WHAT IS BEING ASKED: Take the line with "pub mod provision;" as the first line and the last line of the data as the final one. Write out those lines exactly, and no others.

Records from a data source:

"""

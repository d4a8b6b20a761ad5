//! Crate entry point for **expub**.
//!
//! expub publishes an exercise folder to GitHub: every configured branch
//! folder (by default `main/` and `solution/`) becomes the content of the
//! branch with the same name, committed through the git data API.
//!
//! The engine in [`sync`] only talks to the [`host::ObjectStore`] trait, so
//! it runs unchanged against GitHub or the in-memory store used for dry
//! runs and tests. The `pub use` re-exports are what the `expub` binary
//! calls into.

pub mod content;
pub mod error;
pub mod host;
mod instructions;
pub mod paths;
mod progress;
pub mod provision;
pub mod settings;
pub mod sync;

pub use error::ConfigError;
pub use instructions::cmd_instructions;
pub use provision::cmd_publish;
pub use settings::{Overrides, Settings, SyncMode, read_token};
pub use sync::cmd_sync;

"""

RESPONSE AREA:
pub mod provision;
pub mod settings;
pub mod sync;

pub use error::ConfigError;
pub use instructions::cmd_instructions;
pub use provision::cmd_publish;
pub use settings::{Overrides, Settings, SyncMode, read_token};
pub use sync::cmd_sync;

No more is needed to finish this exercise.